──────── Supplied records

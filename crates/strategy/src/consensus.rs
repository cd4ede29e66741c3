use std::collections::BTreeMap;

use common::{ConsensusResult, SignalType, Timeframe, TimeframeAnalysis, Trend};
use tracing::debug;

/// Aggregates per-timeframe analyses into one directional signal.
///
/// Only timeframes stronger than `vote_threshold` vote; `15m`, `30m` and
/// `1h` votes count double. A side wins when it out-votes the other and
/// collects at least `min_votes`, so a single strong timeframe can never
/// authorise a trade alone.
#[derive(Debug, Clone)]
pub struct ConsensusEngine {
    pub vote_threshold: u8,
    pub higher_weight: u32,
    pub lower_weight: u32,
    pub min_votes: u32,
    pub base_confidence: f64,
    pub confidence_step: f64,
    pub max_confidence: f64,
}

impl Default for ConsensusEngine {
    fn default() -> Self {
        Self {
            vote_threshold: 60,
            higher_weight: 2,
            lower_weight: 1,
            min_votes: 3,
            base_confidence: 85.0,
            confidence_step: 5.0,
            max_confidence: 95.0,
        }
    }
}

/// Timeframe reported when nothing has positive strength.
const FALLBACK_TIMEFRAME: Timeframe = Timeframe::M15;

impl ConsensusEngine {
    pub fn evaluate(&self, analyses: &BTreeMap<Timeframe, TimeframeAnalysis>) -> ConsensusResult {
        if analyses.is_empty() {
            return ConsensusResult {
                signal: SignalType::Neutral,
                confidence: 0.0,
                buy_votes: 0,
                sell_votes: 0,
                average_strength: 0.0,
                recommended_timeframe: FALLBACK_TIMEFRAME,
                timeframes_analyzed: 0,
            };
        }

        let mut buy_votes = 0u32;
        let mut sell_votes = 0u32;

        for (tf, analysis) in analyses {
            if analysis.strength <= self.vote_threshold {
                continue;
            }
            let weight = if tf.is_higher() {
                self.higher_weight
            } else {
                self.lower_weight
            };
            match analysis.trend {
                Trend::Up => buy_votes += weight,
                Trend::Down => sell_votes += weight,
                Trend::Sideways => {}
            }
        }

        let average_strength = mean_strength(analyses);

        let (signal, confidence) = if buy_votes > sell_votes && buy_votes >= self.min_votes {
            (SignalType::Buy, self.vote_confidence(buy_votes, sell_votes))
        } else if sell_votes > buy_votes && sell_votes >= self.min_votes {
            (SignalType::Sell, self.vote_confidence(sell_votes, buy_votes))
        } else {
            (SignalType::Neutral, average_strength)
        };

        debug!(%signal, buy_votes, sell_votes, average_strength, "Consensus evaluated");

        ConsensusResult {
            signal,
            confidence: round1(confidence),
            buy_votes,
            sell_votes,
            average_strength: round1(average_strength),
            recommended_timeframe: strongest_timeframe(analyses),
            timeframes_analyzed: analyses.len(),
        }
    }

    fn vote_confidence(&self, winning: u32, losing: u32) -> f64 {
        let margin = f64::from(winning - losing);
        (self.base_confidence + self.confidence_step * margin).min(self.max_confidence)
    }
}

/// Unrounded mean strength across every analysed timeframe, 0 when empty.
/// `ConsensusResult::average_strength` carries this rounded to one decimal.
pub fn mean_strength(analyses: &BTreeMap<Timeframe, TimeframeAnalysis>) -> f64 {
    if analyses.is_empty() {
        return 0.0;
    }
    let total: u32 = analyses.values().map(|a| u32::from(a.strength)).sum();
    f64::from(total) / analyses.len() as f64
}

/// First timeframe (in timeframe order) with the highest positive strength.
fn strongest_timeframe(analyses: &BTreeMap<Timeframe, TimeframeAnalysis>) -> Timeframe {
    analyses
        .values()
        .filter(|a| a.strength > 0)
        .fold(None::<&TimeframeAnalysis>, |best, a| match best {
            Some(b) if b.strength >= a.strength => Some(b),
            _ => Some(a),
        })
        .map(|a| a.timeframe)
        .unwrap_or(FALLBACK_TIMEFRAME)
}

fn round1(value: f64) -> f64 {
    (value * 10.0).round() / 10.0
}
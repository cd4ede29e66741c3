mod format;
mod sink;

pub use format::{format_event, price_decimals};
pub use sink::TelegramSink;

────────────────

Work task: Transcribe the full listing above without leaving anything out.

Output of the task:
filename crates/strategy/src/consensus.rs
repository cd4ede29e66741c3
use std::collections::BTreeMap;

use common::{ConsensusResult, SignalType, Timeframe, TimeframeAnalysis, Trend};
use tracing::debug;

/// Aggregates per-timeframe analyses into one directional signal.
///
/// Only timeframes stronger than `vote_threshold` vote; `15m`, `30m` and
/// `1h` votes count double. A side wins when it out-votes the other and
/// collects at least `min_votes`, so a single strong timeframe can never
/// authorise a trade alone.
#[derive(Debug, Clone)]
pub struct ConsensusEngine {
    pub vote_threshold: u8,
    pub higher_weight: u32,
    pub lower_weight: u32,
    pub min_votes: u32,
    pub base_confidence: f64,
    pub confidence_step: f64,
    pub max_confidence: f64,
}

impl Default for ConsensusEngine {
    fn default() -> Self {
        Self {
            vote_threshold: 60,
            higher_weight: 2,
            lower_weight: 1,
            min_votes: 3,
            base_confidence: 85.0,
            confidence_step: 5.0,
            max_confidence: 95.0,
        }
    }
}

/// Timeframe reported when nothing has positive strength.
const FALLBACK_TIMEFRAME: Timeframe = Timeframe::M15;

impl ConsensusEngine {
    pub fn evaluate(&self, analyses: &BTreeMap<Timeframe, TimeframeAnalysis>) -> ConsensusResult {
        if analyses.is_empty() {
            return ConsensusResult {
                signal: SignalType::Neutral,
                confidence: 0.0,
                buy_votes: 0,
                sell_votes: 0,
                average_strength: 0.0,
                recommended_timeframe: FALLBACK_TIMEFRAME,
                timeframes_analyzed: 0,
            };
        }

        let mut buy_votes = 0u32;
        let mut sell_votes = 0u32;

        for (tf, analysis) in analyses {
            if analysis.strength <= self.vote_threshold {
                continue;
            }
            let weight = if tf.is_higher() {
                self.higher_weight
            } else {
                self.lower_weight
            };
            match analysis.trend {
                Trend::Up => buy_votes += weight,
                Trend::Down => sell_votes += weight,
                Trend::Sideways => {}
            }
        }

        let average_strength = mean_strength(analyses);

        let (signal, confidence) = if buy_votes > sell_votes && buy_votes >= self.min_votes {
            (SignalType::Buy, self.vote_confidence(buy_votes, sell_votes))
        } else if sell_votes > buy_votes && sell_votes >= self.min_votes {
            (SignalType::Sell, self.vote_confidence(sell_votes, buy_votes))
        } else {
            (SignalType::Neutral, average_strength)
        };

        debug!(%signal, buy_votes, sell_votes, average_strength, "Consensus evaluated");

        ConsensusResult {
            signal,
            confidence: round1(confidence),
            buy_votes,
            sell_votes,
            average_strength: round1(average_strength),
            recommended_timeframe: strongest_timeframe(analyses),
            timeframes_analyzed: analyses.len(),
        }
    }

    fn vote_confidence(&self, winning: u32, losing: u32) -> f64 {
        let margin = f64::from(winning - losing);
        (self.base_confidence + self.confidence_step * margin).min(self.max_confidence)
    }
}

/// Unrounded mean strength across every analysed timeframe, 0 when empty.
/// `ConsensusResult::average_strength` carries this rounded to one decimal.
pub fn mean_strength(analyses: &BTreeMap<Timeframe, TimeframeAnalysis>) -> f64 {
    if analyses.is_empty() {
        return 0.0;
    }
    let total: u32 = analyses.values().map(|a| u32::from(a.strength)).sum();
    f64::from(total) / analyses.len() as f64
}

/// First timeframe (in timeframe order) with the highest positive strength.
fn strongest_timeframe(analyses: &BTreeMap<Timeframe, TimeframeAnalysis>) -> Timeframe {
    analyses
        .values()
        .filter(|a| a.strength > 0)
        .fold(None::<&TimeframeAnalysis>, |best, a| match best {
            Some(b) if b.strength >= a.strength => Some(b),
            _ => Some(a),
        })
        .map(|a| a.timeframe)
        .unwrap_or(FALLBACK_TIMEFRAME)
}

fn round1(value: f64) -> f64 {
    (value * 10.0).round() / 10.0
}
repository cd4ede29e66741c3
mod format;
mod sink;

pub use format::{format_event, price_decimals};
pub use sink::TelegramSink;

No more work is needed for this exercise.